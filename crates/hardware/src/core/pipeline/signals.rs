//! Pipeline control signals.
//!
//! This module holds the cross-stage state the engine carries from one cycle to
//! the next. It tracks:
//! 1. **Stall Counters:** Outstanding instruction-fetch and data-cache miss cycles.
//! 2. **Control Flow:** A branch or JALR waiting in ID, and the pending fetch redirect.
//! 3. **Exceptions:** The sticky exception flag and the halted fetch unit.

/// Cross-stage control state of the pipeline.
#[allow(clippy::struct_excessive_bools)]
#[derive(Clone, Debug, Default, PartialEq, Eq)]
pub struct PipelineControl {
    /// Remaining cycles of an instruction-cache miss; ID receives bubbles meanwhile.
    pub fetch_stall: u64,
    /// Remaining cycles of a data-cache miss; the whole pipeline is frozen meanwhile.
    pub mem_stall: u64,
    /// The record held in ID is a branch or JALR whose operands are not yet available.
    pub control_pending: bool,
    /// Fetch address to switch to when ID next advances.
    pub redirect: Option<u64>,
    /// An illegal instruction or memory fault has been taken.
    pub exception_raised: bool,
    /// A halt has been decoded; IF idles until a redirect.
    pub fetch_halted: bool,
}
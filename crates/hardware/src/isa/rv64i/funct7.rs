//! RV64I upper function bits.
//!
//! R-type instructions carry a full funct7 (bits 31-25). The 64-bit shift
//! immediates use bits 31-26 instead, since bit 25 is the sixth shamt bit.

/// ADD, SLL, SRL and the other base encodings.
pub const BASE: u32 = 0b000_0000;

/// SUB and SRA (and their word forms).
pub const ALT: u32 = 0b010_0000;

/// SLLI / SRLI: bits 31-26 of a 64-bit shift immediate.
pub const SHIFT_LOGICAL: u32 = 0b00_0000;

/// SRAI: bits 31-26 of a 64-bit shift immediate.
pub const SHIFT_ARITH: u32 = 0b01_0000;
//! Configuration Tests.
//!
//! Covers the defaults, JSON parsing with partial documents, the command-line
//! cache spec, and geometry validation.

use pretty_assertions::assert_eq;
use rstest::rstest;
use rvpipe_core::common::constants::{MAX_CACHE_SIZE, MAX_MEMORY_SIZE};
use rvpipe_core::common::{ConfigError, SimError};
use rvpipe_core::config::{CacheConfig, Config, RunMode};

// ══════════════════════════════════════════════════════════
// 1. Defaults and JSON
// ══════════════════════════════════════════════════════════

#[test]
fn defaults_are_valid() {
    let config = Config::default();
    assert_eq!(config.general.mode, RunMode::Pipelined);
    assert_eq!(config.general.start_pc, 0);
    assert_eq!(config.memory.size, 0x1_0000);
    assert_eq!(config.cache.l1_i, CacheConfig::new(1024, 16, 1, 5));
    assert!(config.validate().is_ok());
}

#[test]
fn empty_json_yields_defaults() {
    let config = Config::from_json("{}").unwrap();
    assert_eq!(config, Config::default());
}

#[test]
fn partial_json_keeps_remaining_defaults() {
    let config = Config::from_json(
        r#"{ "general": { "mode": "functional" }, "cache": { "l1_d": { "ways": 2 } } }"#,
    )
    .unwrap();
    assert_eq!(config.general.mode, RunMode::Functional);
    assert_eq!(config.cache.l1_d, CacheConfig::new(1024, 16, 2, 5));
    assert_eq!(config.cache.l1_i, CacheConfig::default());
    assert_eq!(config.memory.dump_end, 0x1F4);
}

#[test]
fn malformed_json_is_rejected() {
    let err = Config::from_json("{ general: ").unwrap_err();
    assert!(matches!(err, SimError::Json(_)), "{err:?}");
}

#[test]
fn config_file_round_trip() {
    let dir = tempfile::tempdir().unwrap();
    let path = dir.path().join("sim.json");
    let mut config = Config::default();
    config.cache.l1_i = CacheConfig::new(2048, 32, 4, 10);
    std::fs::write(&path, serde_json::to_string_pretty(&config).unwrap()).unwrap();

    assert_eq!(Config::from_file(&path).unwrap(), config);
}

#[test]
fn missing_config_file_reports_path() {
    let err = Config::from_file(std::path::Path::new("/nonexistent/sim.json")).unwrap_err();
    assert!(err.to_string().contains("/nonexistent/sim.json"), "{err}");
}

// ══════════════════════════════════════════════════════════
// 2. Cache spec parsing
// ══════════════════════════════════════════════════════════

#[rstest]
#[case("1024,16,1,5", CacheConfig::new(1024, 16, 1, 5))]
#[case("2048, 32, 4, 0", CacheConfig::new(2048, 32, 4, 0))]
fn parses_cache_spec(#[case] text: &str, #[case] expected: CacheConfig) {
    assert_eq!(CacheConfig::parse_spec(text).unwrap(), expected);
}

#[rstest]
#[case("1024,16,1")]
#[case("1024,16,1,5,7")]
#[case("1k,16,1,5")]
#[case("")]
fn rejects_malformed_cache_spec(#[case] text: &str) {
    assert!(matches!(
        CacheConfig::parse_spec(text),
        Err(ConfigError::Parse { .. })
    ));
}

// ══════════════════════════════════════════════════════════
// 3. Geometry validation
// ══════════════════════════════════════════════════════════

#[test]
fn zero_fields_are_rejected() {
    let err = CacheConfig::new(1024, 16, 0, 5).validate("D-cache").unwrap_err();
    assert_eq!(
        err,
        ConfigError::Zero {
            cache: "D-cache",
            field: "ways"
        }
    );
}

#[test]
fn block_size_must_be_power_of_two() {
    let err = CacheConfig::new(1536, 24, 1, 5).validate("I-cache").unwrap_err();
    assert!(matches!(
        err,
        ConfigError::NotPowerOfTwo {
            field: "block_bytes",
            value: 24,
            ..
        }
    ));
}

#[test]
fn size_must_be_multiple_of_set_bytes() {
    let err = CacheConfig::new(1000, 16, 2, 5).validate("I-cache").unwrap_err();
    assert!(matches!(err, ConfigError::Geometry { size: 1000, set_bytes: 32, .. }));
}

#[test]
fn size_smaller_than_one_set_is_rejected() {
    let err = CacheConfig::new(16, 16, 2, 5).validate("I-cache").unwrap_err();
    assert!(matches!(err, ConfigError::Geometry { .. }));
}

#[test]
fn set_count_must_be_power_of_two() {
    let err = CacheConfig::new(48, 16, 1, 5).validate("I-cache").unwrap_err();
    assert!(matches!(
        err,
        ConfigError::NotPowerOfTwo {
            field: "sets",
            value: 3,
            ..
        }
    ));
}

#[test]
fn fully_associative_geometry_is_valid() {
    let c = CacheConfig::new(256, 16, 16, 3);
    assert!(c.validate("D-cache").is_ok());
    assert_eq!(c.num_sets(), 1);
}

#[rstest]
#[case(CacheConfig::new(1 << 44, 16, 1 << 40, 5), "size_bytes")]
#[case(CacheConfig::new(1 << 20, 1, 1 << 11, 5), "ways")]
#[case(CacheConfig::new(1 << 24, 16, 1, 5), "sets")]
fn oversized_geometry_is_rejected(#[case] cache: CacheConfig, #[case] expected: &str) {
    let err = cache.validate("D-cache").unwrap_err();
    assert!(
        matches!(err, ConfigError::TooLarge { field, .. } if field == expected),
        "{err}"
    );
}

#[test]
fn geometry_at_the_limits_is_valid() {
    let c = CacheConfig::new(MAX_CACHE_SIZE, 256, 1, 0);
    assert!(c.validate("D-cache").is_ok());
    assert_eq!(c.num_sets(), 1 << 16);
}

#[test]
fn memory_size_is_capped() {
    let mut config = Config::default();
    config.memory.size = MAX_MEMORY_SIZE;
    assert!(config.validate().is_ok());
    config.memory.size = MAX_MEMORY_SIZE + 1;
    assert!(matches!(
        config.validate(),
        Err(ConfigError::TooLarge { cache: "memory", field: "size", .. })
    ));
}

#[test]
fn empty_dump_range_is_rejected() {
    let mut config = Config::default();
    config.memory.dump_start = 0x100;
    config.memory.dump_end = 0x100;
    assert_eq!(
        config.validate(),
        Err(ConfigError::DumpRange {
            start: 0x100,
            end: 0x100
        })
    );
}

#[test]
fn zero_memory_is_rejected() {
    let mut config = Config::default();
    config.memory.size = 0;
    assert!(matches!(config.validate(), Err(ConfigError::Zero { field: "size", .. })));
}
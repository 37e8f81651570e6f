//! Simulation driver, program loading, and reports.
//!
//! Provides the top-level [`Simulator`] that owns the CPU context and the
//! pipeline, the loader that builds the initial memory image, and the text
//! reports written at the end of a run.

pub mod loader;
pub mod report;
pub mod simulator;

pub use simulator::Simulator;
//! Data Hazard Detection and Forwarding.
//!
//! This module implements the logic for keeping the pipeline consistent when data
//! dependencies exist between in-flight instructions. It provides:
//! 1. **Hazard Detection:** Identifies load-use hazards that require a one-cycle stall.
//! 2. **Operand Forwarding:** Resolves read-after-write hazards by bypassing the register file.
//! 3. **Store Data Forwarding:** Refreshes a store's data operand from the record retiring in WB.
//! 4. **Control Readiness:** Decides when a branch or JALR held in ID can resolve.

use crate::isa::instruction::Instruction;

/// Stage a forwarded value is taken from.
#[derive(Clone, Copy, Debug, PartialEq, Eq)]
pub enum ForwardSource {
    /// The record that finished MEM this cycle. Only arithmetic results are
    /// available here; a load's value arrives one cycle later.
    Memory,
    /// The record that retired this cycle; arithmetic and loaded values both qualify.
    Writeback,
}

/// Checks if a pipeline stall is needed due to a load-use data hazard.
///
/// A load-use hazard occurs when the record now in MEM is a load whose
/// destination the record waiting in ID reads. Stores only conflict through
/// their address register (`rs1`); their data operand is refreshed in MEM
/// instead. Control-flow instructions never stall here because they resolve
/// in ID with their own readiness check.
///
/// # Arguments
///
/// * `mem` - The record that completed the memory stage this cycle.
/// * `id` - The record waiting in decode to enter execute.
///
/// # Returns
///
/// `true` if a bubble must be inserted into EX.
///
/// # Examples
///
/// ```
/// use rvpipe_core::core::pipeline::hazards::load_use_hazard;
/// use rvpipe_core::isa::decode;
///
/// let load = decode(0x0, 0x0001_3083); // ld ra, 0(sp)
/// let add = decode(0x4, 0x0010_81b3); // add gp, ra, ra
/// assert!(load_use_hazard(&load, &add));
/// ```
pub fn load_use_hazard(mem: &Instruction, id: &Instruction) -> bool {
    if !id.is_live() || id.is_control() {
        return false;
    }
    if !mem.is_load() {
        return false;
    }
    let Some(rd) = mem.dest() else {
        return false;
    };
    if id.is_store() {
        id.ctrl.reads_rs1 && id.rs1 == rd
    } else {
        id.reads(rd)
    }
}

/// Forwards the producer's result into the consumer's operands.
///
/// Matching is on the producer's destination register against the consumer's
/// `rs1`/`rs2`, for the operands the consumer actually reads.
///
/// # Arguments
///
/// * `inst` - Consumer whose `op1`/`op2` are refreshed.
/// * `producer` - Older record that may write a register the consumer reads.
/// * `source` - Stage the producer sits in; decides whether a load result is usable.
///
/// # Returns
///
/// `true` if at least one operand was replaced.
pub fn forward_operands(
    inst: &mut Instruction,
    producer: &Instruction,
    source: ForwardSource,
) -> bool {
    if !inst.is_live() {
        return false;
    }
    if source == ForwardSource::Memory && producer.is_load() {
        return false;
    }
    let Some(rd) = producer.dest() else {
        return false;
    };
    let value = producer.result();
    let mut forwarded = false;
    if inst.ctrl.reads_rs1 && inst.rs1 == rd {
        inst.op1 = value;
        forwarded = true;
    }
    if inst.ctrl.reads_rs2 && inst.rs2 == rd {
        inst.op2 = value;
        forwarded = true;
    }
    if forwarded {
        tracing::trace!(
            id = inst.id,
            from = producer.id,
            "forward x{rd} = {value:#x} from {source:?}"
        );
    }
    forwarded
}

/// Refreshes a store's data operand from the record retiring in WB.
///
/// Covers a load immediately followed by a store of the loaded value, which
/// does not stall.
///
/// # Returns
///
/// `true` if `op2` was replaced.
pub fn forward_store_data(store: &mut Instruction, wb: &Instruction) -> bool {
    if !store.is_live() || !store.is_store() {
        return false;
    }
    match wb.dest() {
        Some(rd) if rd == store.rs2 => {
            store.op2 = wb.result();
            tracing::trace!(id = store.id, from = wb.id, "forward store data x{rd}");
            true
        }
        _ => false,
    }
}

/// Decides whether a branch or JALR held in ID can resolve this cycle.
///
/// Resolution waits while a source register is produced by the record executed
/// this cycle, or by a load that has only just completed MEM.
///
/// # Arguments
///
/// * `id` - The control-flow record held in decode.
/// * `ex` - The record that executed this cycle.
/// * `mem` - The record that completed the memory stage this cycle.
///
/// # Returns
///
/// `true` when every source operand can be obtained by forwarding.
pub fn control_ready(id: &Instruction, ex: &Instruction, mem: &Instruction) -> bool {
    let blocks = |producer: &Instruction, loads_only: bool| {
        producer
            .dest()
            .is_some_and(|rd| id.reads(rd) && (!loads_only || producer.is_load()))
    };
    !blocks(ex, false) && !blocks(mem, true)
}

────────────────────

■ WHAT IS REQUIRED ■
Using the material above, quote the first line and each line after it, stopping at and including the line that holds "pending fetch redirect.".

■ RESPONSE AREA ■
filename crates/hardware/src/core/pipeline/signals.rs
//! Pipeline control signals.
//!
//! This module holds the cross-stage state the engine carries from one cycle to
//! the next. It tracks:
//! 1. **Stall Counters:** Outstanding instruction-fetch and data-cache miss cycles.
//! 2. **Control Flow:** A branch or JALR waiting in ID, and the pending fetch redirect.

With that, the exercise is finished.